Open standard of IETF，supported by most vendors.
Cisco owned private routing protocol，not been supported by any other vendors；is not as mature as OSPF.
Most popular IGP in the world
Only a few networks designed by EIGRP，and is getting less and less popular.
SPF algorithm fast convergence, loop free.
DUAL algorithm could be in SIA status, query could spread out the whole network.
Can build a hierarchy and scaleable network.
Can not build a hierarchy network with this protocol.
Supportive of new technology
Does not support TE.
Convergence Time Fast Very Fast
I'm not sure posting a table that is clearly made by a competitor of Cisco to disparage EIGRP is helpful in a CCDA study forum. But allow me to comment:
Standard: EIGRP has been submitted to the IETF as a standard routing protocol.
Popularity: I would love to see the source of the "information" that EIGRP is used by few networks and is getting less popular. If anything, it's the complete opposite.
Algorithm: this comparison makes no sense. Both Dijkstra and DUAL provide loop-free topologies and fast convergence. The SIA mentioned is simply a symptom of a flapping link, which would have a similar impact on OSPF.
Topology: This is more of an academic argument. While EIGRP doesn't support the same topology concept as OSPF (i.e. "Areas"), you can easily provide multi-topology support via multiple EIGRP processes.

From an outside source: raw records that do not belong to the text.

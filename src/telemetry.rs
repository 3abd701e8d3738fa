use tokio::task::JoinHandle;
use tracing::Subscriber;
use tracing::subscriber::set_global_default;
use tracing_bunyan_formatter::{BunyanFormattingLayer, JsonStorageLayer};
use tracing_log::LogTracer;
use tracing_subscriber::fmt::MakeWriter;
use tracing_subscriber::{EnvFilter, Registry, layer::SubscriberExt};

/// Compose multiple layers into a `tracing`'s subscriber.
///
/// # Implementation Notes
///
/// We are using `impl Subscriber` as return type to avoid having to
/// spell out the actual type of the returned subscriber, which is
/// indeed quite complex.
/// We need to explicitly call out that the returned subscriber is
/// `Send` and `Sync` to make it possible to pass it to `init_subscriber`
/// later on.
pub fn get_subscriber<Sink>(
    name: String,
    env_filter: String,
    sink: Sink,
) -> impl Subscriber + Send + Sync
where
    // This "weird" syntax is a higher-ranked trait bound (HRTB)
    // It basically means that Sink implements the `MakeWriter`
    // trait for all choices of the lifetime parameter `'a`
    Sink: for<'a> MakeWriter<'a> + Send + Sync + 'static,
{
    // We are falling back to printing all spans at info-level or above
    // if the RUST_LOG environment variable has not been set.
    let env_filter =
        EnvFilter::try_from_default_env().unwrap_or_else(|_| EnvFilter::new(env_filter));
    let formatting_layer = BunyanFormattingLayer::new(name, sink);
    Registry::default()
        .with(env_filter)
        .with(JsonStorageLayer)
        .with(formatting_layer)
}

/// Register a subscriber as global default to process span data.
///
/// It should only be called once!
pub fn init_subscriber(subscriber: impl Subscriber + Send + Sync) {
    LogTracer::init().expect("Failed to set logger");
    set_global_default(subscriber).expect("Failed to set subscriber");
}

pub fn spawn_blocking_with_tracing<F, R>(f: F) -> JoinHandle<R>
where
    F: FnOnce() -> R + Send + 'static,
    R: Send + 'static,
{
    let current_span = tracing::Span::current();
    tokio::task::spawn_blocking(move || current_span.in_scope(f))
}

/// Writes an error followed by every cause in its `source` chain.
pub fn error_chain_fmt(
    e: &impl std::error::Error,
    f: &mut std::fmt::Formatter<'_>,
) -> std::fmt::Result {
    writeln!(f, "{}\n", e)?;
    let mut current = e.source();
    while let Some(cause) = current {
        writeln!(f, "Caused by:\n\t{}", cause)?;
        current = cause.source();
    }
    Ok(())
}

Support for new technology: OSPF-TE is a function used solely by MPLS service providers, and has been around since 1999. And in fact, you CAN use EIGRP for MPLS TE. Either way, I'd say this category was added in an attempt to make the table look bigger.
I won't re-hash what others have written, but in general, EIGRP is easier to configure and maintain for a lot of customer networks. Having said that, OSPF is also a solid choice. For the exam, you should make sure you understand the differences in how each protocol works (DV vs SPF), and also know some of the features that vary between them (like EIGRP's support for unequal cost load-balancing).